Collected data —
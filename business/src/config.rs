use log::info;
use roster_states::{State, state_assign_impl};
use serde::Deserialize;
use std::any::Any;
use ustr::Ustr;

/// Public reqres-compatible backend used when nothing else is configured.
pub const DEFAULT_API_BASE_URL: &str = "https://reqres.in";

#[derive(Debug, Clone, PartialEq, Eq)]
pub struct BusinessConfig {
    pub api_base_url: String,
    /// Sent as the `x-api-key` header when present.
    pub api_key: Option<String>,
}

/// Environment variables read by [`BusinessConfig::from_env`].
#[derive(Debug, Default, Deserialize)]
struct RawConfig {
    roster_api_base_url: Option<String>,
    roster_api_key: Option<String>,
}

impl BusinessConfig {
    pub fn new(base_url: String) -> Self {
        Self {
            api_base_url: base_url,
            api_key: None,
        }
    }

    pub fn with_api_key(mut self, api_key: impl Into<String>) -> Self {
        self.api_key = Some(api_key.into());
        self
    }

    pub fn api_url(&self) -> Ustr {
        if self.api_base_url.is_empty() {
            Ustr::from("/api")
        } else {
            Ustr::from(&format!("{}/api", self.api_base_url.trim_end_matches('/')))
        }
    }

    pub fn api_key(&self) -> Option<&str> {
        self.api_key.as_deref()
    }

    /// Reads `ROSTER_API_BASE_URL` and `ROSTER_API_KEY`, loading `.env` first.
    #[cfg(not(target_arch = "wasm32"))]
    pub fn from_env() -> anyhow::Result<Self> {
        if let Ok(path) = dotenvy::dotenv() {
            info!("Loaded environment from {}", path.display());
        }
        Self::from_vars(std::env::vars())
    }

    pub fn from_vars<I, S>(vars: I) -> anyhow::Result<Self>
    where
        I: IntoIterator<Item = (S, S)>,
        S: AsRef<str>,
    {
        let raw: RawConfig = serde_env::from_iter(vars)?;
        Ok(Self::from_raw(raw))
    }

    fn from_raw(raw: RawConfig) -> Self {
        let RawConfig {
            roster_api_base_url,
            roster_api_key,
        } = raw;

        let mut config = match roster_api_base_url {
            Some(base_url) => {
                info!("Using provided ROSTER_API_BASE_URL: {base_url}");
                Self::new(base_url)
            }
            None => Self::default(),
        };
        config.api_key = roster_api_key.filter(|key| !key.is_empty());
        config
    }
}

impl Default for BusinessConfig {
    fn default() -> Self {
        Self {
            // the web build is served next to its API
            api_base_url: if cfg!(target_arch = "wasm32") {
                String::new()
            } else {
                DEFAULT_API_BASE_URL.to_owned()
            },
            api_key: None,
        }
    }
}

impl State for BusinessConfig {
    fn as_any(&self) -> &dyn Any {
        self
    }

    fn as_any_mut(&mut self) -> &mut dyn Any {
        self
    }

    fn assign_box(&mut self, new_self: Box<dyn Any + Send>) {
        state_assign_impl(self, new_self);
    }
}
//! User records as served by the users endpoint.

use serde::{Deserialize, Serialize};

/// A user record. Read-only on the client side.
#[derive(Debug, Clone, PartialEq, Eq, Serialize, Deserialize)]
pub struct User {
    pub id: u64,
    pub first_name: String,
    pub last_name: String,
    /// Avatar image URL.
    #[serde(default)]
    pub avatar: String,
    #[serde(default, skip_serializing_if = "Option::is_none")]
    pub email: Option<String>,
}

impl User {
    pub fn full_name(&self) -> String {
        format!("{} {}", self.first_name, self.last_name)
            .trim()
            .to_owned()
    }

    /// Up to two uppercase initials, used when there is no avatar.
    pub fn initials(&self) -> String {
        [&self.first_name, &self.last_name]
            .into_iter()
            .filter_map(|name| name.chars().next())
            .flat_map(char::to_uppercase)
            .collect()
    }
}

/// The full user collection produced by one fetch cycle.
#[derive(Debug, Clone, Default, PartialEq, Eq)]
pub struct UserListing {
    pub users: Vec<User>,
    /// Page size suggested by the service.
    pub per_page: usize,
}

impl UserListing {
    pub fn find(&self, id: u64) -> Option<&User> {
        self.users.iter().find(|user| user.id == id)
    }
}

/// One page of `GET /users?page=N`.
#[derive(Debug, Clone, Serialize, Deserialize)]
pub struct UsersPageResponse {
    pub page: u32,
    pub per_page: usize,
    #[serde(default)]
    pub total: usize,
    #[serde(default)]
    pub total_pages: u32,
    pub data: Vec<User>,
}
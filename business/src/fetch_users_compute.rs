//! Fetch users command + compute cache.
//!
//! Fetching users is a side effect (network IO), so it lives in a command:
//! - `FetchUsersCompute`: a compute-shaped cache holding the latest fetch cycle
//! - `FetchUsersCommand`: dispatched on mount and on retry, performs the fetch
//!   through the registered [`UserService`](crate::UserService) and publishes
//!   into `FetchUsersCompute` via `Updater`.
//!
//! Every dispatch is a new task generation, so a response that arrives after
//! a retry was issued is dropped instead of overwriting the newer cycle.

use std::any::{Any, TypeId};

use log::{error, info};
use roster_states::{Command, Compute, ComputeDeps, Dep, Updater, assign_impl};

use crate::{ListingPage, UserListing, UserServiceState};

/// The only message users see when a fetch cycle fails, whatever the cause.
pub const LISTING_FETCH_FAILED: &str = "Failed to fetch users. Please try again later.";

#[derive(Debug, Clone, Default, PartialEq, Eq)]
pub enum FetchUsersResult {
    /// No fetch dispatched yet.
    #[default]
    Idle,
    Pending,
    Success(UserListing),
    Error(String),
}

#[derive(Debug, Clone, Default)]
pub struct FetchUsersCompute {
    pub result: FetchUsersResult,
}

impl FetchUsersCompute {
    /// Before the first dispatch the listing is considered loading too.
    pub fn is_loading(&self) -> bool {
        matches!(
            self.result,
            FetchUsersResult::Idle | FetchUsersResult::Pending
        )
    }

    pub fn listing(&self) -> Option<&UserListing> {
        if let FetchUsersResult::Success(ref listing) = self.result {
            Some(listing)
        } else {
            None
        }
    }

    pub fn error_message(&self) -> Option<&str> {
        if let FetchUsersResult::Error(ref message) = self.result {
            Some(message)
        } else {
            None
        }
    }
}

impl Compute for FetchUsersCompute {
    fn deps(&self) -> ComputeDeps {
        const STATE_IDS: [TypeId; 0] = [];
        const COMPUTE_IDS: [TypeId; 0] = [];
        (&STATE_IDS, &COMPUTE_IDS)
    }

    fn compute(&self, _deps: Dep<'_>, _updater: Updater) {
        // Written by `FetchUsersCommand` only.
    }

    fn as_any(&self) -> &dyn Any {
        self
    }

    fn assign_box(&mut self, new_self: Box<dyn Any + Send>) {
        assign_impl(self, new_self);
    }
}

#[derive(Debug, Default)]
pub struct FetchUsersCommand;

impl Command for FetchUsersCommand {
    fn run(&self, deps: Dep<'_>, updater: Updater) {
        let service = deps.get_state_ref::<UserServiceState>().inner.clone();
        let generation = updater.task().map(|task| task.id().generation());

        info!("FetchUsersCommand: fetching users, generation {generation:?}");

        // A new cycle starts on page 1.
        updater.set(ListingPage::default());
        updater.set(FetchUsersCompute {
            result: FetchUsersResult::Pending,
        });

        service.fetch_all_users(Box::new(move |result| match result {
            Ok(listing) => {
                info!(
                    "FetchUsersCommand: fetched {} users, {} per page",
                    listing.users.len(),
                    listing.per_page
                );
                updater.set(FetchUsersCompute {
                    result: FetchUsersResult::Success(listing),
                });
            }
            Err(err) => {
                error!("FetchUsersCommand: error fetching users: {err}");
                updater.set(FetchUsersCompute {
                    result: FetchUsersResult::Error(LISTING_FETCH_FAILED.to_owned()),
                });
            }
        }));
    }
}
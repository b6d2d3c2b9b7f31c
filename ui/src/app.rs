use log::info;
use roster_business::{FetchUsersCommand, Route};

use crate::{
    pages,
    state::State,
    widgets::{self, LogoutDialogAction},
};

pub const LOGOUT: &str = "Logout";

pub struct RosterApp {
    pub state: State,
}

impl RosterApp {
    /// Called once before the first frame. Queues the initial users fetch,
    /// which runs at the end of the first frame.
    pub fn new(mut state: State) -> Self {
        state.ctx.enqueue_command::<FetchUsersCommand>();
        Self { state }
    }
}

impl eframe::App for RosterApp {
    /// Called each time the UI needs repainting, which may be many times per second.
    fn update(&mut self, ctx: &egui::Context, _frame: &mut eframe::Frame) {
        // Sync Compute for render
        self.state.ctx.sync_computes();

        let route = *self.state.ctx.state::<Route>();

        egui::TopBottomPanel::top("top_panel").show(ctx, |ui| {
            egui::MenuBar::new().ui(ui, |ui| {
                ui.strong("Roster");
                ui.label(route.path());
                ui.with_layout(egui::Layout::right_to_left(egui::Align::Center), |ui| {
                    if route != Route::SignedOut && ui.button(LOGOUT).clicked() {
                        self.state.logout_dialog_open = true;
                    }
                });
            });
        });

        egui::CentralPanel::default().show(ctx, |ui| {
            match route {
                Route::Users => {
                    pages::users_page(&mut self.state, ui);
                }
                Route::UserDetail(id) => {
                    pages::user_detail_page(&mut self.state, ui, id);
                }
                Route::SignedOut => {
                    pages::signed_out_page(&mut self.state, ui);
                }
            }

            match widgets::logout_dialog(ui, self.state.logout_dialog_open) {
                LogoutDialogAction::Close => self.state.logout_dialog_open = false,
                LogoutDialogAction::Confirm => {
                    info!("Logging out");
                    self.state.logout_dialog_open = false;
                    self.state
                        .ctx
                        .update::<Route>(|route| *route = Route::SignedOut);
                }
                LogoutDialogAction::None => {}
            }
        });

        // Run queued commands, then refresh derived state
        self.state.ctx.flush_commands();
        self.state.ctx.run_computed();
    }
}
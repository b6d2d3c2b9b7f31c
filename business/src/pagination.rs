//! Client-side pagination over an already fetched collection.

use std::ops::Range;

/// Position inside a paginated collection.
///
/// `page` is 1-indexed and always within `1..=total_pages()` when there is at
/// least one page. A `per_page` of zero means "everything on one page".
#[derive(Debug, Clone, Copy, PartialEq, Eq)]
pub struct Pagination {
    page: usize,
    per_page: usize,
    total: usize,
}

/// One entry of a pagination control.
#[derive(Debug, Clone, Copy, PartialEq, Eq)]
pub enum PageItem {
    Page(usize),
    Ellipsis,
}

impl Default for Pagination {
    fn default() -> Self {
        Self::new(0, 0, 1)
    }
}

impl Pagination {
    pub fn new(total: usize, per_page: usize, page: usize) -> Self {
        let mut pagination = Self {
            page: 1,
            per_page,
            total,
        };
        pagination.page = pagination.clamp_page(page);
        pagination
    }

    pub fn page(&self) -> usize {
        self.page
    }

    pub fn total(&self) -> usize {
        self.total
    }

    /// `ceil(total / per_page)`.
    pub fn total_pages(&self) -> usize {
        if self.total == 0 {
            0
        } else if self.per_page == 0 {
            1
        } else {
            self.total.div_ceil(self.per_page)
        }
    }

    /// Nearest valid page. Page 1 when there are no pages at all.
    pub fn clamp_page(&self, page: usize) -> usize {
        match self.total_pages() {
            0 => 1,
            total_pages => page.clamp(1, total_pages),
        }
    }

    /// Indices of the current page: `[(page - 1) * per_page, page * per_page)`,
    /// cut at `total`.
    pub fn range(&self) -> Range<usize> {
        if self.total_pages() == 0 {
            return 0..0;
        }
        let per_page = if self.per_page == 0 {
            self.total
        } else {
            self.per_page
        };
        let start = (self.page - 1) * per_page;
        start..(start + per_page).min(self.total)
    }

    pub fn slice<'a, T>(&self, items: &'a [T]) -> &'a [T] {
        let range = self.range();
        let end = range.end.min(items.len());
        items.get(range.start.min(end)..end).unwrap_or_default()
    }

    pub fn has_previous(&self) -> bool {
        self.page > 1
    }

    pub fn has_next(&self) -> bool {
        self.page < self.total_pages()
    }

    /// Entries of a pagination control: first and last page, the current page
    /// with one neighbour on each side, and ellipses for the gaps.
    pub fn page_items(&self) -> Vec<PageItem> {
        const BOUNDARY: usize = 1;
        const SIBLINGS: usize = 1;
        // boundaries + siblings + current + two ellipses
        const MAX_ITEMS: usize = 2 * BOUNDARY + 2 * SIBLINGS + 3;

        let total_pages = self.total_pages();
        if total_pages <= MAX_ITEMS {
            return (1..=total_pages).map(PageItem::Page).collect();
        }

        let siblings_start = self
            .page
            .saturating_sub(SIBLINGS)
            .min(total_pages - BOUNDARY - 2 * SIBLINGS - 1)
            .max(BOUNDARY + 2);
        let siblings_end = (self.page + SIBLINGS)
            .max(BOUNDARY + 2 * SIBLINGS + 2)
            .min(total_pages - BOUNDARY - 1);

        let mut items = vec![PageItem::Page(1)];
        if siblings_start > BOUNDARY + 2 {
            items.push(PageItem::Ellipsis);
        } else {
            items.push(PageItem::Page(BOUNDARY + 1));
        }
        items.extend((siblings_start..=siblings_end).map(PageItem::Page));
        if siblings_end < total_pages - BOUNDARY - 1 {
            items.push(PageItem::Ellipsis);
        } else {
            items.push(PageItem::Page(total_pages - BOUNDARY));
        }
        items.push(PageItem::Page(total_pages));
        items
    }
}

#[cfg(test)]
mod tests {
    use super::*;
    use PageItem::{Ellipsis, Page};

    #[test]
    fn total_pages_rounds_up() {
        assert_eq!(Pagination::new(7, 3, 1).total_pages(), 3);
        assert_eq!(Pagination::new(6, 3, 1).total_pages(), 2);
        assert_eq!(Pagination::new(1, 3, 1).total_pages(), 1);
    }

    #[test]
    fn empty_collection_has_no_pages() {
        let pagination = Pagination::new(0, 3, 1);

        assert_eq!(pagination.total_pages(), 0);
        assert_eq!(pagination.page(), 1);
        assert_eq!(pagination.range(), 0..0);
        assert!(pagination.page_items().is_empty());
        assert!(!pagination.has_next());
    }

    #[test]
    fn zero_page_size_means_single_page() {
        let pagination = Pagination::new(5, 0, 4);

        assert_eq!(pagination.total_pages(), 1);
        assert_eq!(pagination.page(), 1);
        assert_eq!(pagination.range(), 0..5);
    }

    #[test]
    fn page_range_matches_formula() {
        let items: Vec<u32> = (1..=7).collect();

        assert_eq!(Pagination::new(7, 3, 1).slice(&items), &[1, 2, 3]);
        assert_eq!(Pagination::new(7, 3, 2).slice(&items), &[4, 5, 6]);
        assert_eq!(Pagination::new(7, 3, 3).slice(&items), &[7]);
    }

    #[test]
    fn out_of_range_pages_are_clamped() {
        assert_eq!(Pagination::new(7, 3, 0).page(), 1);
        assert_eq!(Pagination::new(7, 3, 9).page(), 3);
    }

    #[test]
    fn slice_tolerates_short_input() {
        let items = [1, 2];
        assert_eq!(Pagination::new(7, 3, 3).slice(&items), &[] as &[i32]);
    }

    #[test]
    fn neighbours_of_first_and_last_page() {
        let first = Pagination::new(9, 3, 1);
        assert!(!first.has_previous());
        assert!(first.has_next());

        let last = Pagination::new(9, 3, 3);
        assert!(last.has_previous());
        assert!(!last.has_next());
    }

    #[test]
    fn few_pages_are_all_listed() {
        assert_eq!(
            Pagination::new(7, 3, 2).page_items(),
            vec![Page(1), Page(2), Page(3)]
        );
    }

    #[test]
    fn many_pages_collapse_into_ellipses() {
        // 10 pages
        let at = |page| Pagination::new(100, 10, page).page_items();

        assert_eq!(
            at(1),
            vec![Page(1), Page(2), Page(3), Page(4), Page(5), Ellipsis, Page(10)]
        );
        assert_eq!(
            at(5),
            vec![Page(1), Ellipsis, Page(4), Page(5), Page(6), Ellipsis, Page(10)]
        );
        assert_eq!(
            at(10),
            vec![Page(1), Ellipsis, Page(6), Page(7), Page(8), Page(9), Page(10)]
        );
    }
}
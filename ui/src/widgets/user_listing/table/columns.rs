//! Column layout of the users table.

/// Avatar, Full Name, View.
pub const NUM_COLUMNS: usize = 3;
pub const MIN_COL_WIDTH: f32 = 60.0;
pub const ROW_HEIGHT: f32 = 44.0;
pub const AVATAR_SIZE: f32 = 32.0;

Exercise details —
Show all lines from the records above where the word "cache" occurs.

Written solution —
//! Fetch users command + compute cache.
//! - `FetchUsersCompute`: a compute-shaped cache holding the latest fetch cycle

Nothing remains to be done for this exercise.